• _To do_: Look through the entries below, please, and copy every line with the word "Mutex".

Given information Block Start

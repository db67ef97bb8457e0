//! Configuration management subsystem.
//!
//! # Data Flow
//! ```text
//! config file (TOML)
//!     → loader.rs (parse & deserialize)
//!     → validation.rs (semantic checks)
//!     → HostConfig (validated, immutable)
//!     → static content section published to the dispatcher
//!
//! On file change:
//!     watcher.rs detects change
//!     → loader.rs loads new config
//!     → validation.rs validates
//!     → atomic swap of the static content section
//! ```
//!
//! # Design Decisions
//! - Config is immutable once loaded; changes require full reload
//! - All fields have defaults to allow minimal configs
//! - Validation separates syntactic (serde) from semantic checks
//! - Routing tables are never rebuilt by a reload

pub mod loader;
pub mod schema;
pub mod validation;
pub mod watcher;

pub use loader::{load_config, ConfigError};
pub use schema::HostConfig;
pub use schema::ListenerConfig;
pub use schema::LogFormat;
pub use schema::ObservabilityConfig;
pub use schema::StaticContentConfig;
pub use watcher::ConfigWatcher;
//! Response content type negotiation.

use std::path::Path;

const TEXT_PLAIN: &str = "text/plain";
const ANY: &str = "*/*";

/// Derive a response content type from Accept values, falling back to the
/// file extension when the client accepts anything.
pub fn resolve_content_type(file: Option<&Path>, accept: Option<&[String]>) -> String {
    let Some(accept) = accept else {
        return TEXT_PLAIN.to_string();
    };

    if !accept.is_empty() && accept.iter().all(|t| t == ANY) {
        return file.map_or(TEXT_PLAIN, guess_type).to_string();
    }

    accept
        .first()
        .cloned()
        .unwrap_or_else(|| TEXT_PLAIN.to_string())
}

/// Guess a MIME type from the file extension.
pub fn guess_type(file: &Path) -> &'static str {
    let extension = file
        .extension()
        .and_then(|e| e.to_str())
        .map(str::to_ascii_lowercase);

    match extension.as_deref() {
        Some("js") | Some("javascript") => "text/javascript",
        Some("css") => "text/css",
        Some("jpg") | Some("jpeg") => "image/jpeg",
        Some("png") => "image/png",
        Some("gif") => "image/gif",
        _ => TEXT_PLAIN,
    }
}

/// Media type without parameters, e.g. `text/html; charset=utf-8` → `text/html`.
pub fn media_type(value: &str) -> &str {
    value.split(';').next().unwrap_or(value).trim()
}

/// Does an accepted range (`*/*`, `type/*`, or exact) cover `candidate`?
pub fn accepts(range: &str, candidate: &str) -> bool {
    let range = media_type(range);
    let candidate = media_type(candidate);

    if range == ANY {
        return true;
    }
    match range.strip_suffix("/*") {
        Some(major) => candidate
            .split('/')
            .next()
            .is_some_and(|c| c.eq_ignore_ascii_case(major)),
        None => range.eq_ignore_ascii_case(candidate),
    }
}

/// Pick the type a handler should respond with.
///
/// Walks the accepted ranges in order and returns the first produced type
/// they cover. With nothing produced, falls back to [`resolve_content_type`].
pub fn negotiate_produced(produces: &[String], accept: Option<&[String]>) -> String {
    let Some(first) = produces.first() else {
        return resolve_content_type(None, accept);
    };

    accept
        .into_iter()
        .flatten()
        .find_map(|range| produces.iter().find(|p| accepts(range, p)))
        .unwrap_or(first)
        .clone()
}

#[cfg(test)]
mod tests {
    use super::*;

    fn list(items: &[&str]) -> Vec<String> {
        items.iter().map(|s| s.to_string()).collect()
    }

    #[test]
    fn test_no_accept_is_text_plain() {
        assert_eq!(resolve_content_type(Some(Path::new("app.js")), None), "text/plain");
    }

    #[test]
    fn test_wildcard_guesses_from_extension() {
        let accept = list(&["*/*"]);
        assert_eq!(resolve_content_type(Some(Path::new("app.js")), Some(&accept)), "text/javascript");
        assert_eq!(resolve_content_type(Some(Path::new("site.CSS")), Some(&accept)), "text/css");
        assert_eq!(resolve_content_type(Some(Path::new("a/b/photo.jpeg")), Some(&accept)), "image/jpeg");
        assert_eq!(resolve_content_type(Some(Path::new("readme")), Some(&accept)), "text/plain");
        assert_eq!(resolve_content_type(None, Some(&accept)), "text/plain");

        let repeated = list(&["*/*", "*/*"]);
        assert_eq!(resolve_content_type(Some(Path::new("x.gif")), Some(&repeated)), "image/gif");
    }

    #[test]
    fn test_first_accept_verbatim() {
        let accept = list(&["application/json", "*/*"]);
        assert_eq!(resolve_content_type(Some(Path::new("app.js")), Some(&accept)), "application/json");

        let with_params = list(&["text/html;q=0.9"]);
        assert_eq!(resolve_content_type(None, Some(&with_params)), "text/html;q=0.9");
    }

    #[test]
    fn test_empty_accept_is_text_plain() {
        assert_eq!(resolve_content_type(Some(Path::new("app.js")), Some(&[])), "text/plain");
    }

    #[test]
    fn test_guess_type_table() {
        assert_eq!(guess_type(Path::new("x.javascript")), "text/javascript");
        assert_eq!(guess_type(Path::new("x.JPG")), "image/jpeg");
        assert_eq!(guess_type(Path::new("x.png")), "image/png");
        assert_eq!(guess_type(Path::new("x.html")), "text/plain");
    }

    #[test]
    fn test_accepts_ranges() {
        assert!(accepts("*/*", "application/json"));
        assert!(accepts("application/*", "application/json"));
        assert!(accepts("Application/JSON; q=0.5", "application/json"));
        assert!(!accepts("text/*", "application/json"));
        assert!(!accepts("text/html", "application/json"));
    }

    #[test]
    fn test_negotiate_produced() {
        let produces = list(&["application/json", "text/html"]);
        assert_eq!(negotiate_produced(&produces, Some(&list(&["text/html"]))), "text/html");
        assert_eq!(negotiate_produced(&produces, Some(&list(&["image/png", "*/*"]))), "application/json");
        assert_eq!(negotiate_produced(&produces, Some(&list(&["image/png"]))), "application/json");
        assert_eq!(negotiate_produced(&produces, None), "application/json");
        assert_eq!(negotiate_produced(&[], Some(&list(&["text/csv"]))), "text/csv");
        assert_eq!(negotiate_produced(&[], None), "text/plain");
    }
}
//! Shared utilities for integration tests.
#![allow(dead_code)]

use std::fs;
use std::sync::{Arc, Mutex};
use tempfile::TempDir;

use app_host::config::StaticContentConfig;
use app_host::handlers::{
    handler_fn, CachingPipelineFactory, HandlerDescriptor, HandlerRegistration, HandlerRegistry,
    Pipeline, PipelineFactory,
};
use app_host::host::{BytesBody, Context, RequestContext, WriteBody};
use tokio_util::sync::CancellationToken;

/// Create an application root with an index page and a public stylesheet.
pub fn web_root() -> TempDir {
    let dir = tempfile::tempdir().unwrap();
    fs::write(dir.path().join("index.html"), "<h1>home</h1>").unwrap();
    fs::create_dir(dir.path().join("public")).unwrap();
    fs::write(dir.path().join("public").join("style.css"), "body { margin: 0 }").unwrap();
    dir
}

/// Static content serving `/public` and mapping `/` to the index page.
pub fn static_content(root: &TempDir) -> StaticContentConfig {
    let mut config = StaticContentConfig {
        app_root: root.path().to_path_buf(),
        ..StaticContentConfig::default()
    };
    config.add_public_folder("/public");
    config.add_file_mapping("/", "/index.html");
    config
}

pub fn get(path: &str) -> Context {
    Context::new(RequestContext::new("GET", path))
}

pub fn get_accepting(path: &str, accept: &[&str]) -> Context {
    Context::new(RequestContext::new("GET", path).with_accept(accept.iter().copied()))
}

/// Drain a body writer into memory.
pub async fn collect_body(writer: Box<dyn WriteBody>) -> Vec<u8> {
    let mut out = Vec::new();
    writer
        .write_to(&mut out, CancellationToken::new())
        .await
        .unwrap();
    out
}

/// Registry with a widget lookup handler and a catch-all under `/public`.
pub fn widget_registry() -> HandlerRegistry {
    let mut registry = HandlerRegistry::new();
    registry
        .register(
            HandlerRegistration::new(
                "widget",
                "GET",
                "/api/widgets/{id}",
                handler_fn(|variables, context| {
                    let id = variables.first("id").unwrap_or_default().to_string();
                    context.response.set_body(BytesBody::new(format!("widget {id}")))?;
                    Ok(())
                }),
            )
            .unwrap()
            .produces(["text/plain"]),
        )
        .unwrap();
    registry
        .register(
            HandlerRegistration::new(
                "public-fallback",
                "GET",
                "/public/{*rest}",
                handler_fn(|_, context| {
                    context.response.set_body(BytesBody::new("from handler"))?;
                    Ok(())
                }),
            )
            .unwrap(),
        )
        .unwrap();
    registry
}

/// Descriptor as seen by the pipeline factory: (handler name, method, variables).
pub type RecordedDescriptor = (String, String, Vec<(String, Vec<String>)>);

/// Pipeline factory that records every descriptor before delegating.
#[derive(Default)]
pub struct RecordingFactory {
    inner: CachingPipelineFactory,
    seen: Mutex<Vec<RecordedDescriptor>>,
}

impl RecordingFactory {
    pub fn new() -> Arc<Self> {
        Arc::new(Self::default())
    }

    pub fn seen(&self) -> Vec<RecordedDescriptor> {
        self.seen.lock().unwrap().clone()
    }
}

impl PipelineFactory for RecordingFactory {
    fn pipeline_for(&self, descriptor: &HandlerDescriptor) -> Arc<dyn Pipeline> {
        let variables = descriptor
            .variables()
            .iter()
            .map(|(name, values)| (name.to_string(), values.to_vec()))
            .collect();
        self.seen.lock().unwrap().push((
            descriptor.handler_type().name().to_string(),
            descriptor.method().to_string(),
            variables,
        ));
        self.inner.pipeline_for(descriptor)
    }
}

Given information Block End

• _Written reply_:
use std::sync::{Arc, Mutex};
    seen: Mutex<Vec<RecordedDescriptor>>,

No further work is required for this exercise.